- Task details: Below are records; report the number of lines among them that include the word "timeout", and nothing further.
----- Exercise data -----
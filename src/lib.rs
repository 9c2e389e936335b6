//! ChemFlow Enrich
//!
//! Fachada del workspace de enriquecimiento de compuestos:
//! - `domain`: registro de compuesto, número de registro y máquina de estados.
//! - `pipeline`: contratos (`CompoundStore`, resolutores, gate, conversor) y el
//!   `EnrichmentPipeline`.
//! - `persistence`: store Postgres (Diesel).
//! - `providers`: resolutores PubChem sobre HTTP.
//! - `policies`: gate de override manual.
//! - `engine`: puente con el conversor externo.
//!
//! El binario `chem-enrich` (crate `chem-cli`) cablea todo lo anterior.

pub use chem_core as pipeline;
pub use chem_domain as domain;
pub use chem_persistence as persistence;
pub use chem_policies as policies;
pub use chem_providers as providers;
pub use chemengine as engine;

pub use chem_core::{EnrichmentPipeline, PipelineError, PipelineOptions, RunSummary};
pub use chem_domain::{CompoundId, CompoundRecord, StructureEncoding};
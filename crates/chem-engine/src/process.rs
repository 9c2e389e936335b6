use std::fs;
use std::io::ErrorKind;
use std::path::Path;
use std::process::{Child, Command, ExitStatus, Stdio};
use std::thread;
use std::time::{Duration, Instant};

use chem_core::{PipelineError, StructureConverter};
use chem_domain::StructureEncoding;
use log::{debug, info, warn};

use crate::config::ConverterConfig;
use crate::ConverterError;

const POLL_INTERVAL: Duration = Duration::from_millis(20);

/// Conversor por proceso externo y archivos de intercambio fijos.
/// No es seguro para uso concurrente sobre el mismo `workdir`.
#[derive(Debug, Clone)]
pub struct ProcessConverter {
    config: ConverterConfig,
}

impl ProcessConverter {
    pub fn new(config: ConverterConfig) -> Self {
        Self { config }
    }

    /// Ejecuta una conversión completa: entrada -> proceso -> salida.
    pub fn run(&self, notation: &str) -> Result<StructureEncoding, ConverterError> {
        let input = self.config.input_path();
        let output = self.config.output_path();
        fs::write(&input, notation).map_err(|e| handoff(&input, e))?;
        // Una salida previa nunca debe leerse como resultado de esta conversión.
        match fs::remove_file(&output) {
            Ok(()) => debug!("convert:removed stale output path={}", output.display()),
            Err(e) if e.kind() == ErrorKind::NotFound => {}
            Err(e) => return Err(handoff(&output, e)),
        }

        let executable = self.config.executable.display().to_string();
        debug!("convert:start exe={executable} workdir={}", self.config.workdir.display());
        let mut child = Command::new(&self.config.executable).args(&self.config.args)
                                                             .current_dir(&self.config.workdir)
                                                             .stdin(Stdio::null())
                                                             .spawn()
                                                             .map_err(|e| ConverterError::Spawn { executable: executable.clone(),
                                                                                                  reason: e.to_string() })?;
        let status = wait_with_timeout(&mut child, self.config.timeout)?;
        if !status.success() {
            return Err(ConverterError::ExitStatus(status.to_string()));
        }

        let bytes = fs::read(&output).map_err(|e| ConverterError::MissingOutput { path: output.display().to_string(),
                                                                                 reason: e.to_string() })?;
        if bytes.is_empty() {
            return Err(ConverterError::EmptyOutput(output.display().to_string()));
        }
        info!("convert:done bytes={}", bytes.len());
        Ok(StructureEncoding::new(bytes))
    }
}

fn handoff(path: &Path, e: std::io::Error) -> ConverterError {
    ConverterError::Handoff { path: path.display().to_string(),
                              reason: e.to_string() }
}

/// Espera acotada: al vencer el plazo se mata el proceso.
fn wait_with_timeout(child: &mut Child, timeout: Duration) -> Result<ExitStatus, ConverterError> {
    let started = Instant::now();
    loop {
        match child.try_wait() {
            Ok(Some(status)) => return Ok(status),
            Ok(None) if started.elapsed() >= timeout => {
                warn!("convert:timeout after {timeout:?}, killing pid={}", child.id());
                let _ = child.kill();
                let _ = child.wait();
                return Err(ConverterError::Timeout(timeout));
            }
            Ok(None) => thread::sleep(POLL_INTERVAL),
            Err(e) => return Err(ConverterError::ExitStatus(format!("wait failed: {e}"))),
        }
    }
}

impl StructureConverter for ProcessConverter {
    fn convert(&self, notation: &str) -> Result<StructureEncoding, PipelineError> {
        Ok(self.run(notation)?)
    }
}
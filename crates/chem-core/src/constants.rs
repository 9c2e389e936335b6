//! Constantes del pipeline de enriquecimiento.

/// Versión lógica del pipeline. Se registra en el evento `RunStarted` para
/// poder correlacionar logs de corridas con cambios de comportamiento
/// (política de notación vacía, extractores, etc.).
pub const PIPELINE_VERSION: &str = "E1.0";
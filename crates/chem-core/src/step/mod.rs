//! Capacidades por etapa que el pipeline secuencia para cada registro.
//!
//! Cada trait representa una frontera externa (HTTP, terminal, proceso
//! externo) para que el orquestador no dependa de ninguna implementación
//! concreta:
//! - `IdentifierResolver`: número de registro -> identificador externo.
//! - `NotationResolver`: identificador externo -> notación canónica.
//! - `NotationGate`: confirmación/override por un operador.
//! - `StructureConverter`: notación -> codificación binaria.

pub mod definition;

pub use definition::{IdentifierResolver, NotationGate, NotationResolver, StructureConverter};
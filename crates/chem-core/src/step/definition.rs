use chem_domain::{CompoundRecord, StructureEncoding};

use crate::errors::PipelineError;

/// Resuelve un identificador externo (CID) a partir de un número de registro.
pub trait IdentifierResolver {
    /// `Ok(None)` es un resultado normal ("no encontrado"), nunca un error.
    /// Un número de registro vacío devuelve `Ok(None)` sin tráfico de red.
    fn resolve_identifier(&self, registry_number: &str) -> Result<Option<String>, PipelineError>;
}

/// Resuelve la notación canónica (SMILES) de un identificador externo.
pub trait NotationResolver {
    fn resolve_notation(&self, external_compound_id: &str) -> Result<Option<String>, PipelineError>;
}

/// Gate de override manual.
pub trait NotationGate {
    /// Presenta el registro antes de la confirmación. Por defecto no hace nada.
    fn announce(&mut self, _record: &CompoundRecord) -> Result<(), PipelineError> {
        Ok(())
    }

    /// Devuelve la notación final. Puede ser vacía si ni la resolución ni el
    /// operador aportaron valor.
    fn confirm_or_override(&mut self, resolved: Option<&str>) -> Result<String, PipelineError>;
}

/// Conversor notación -> codificación. No es seguro para uso concurrente si
/// la implementación usa archivos de intercambio fijos.
pub trait StructureConverter {
    fn convert(&self, notation: &str) -> Result<StructureEncoding, PipelineError>;
}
-----
- Expected answer: 5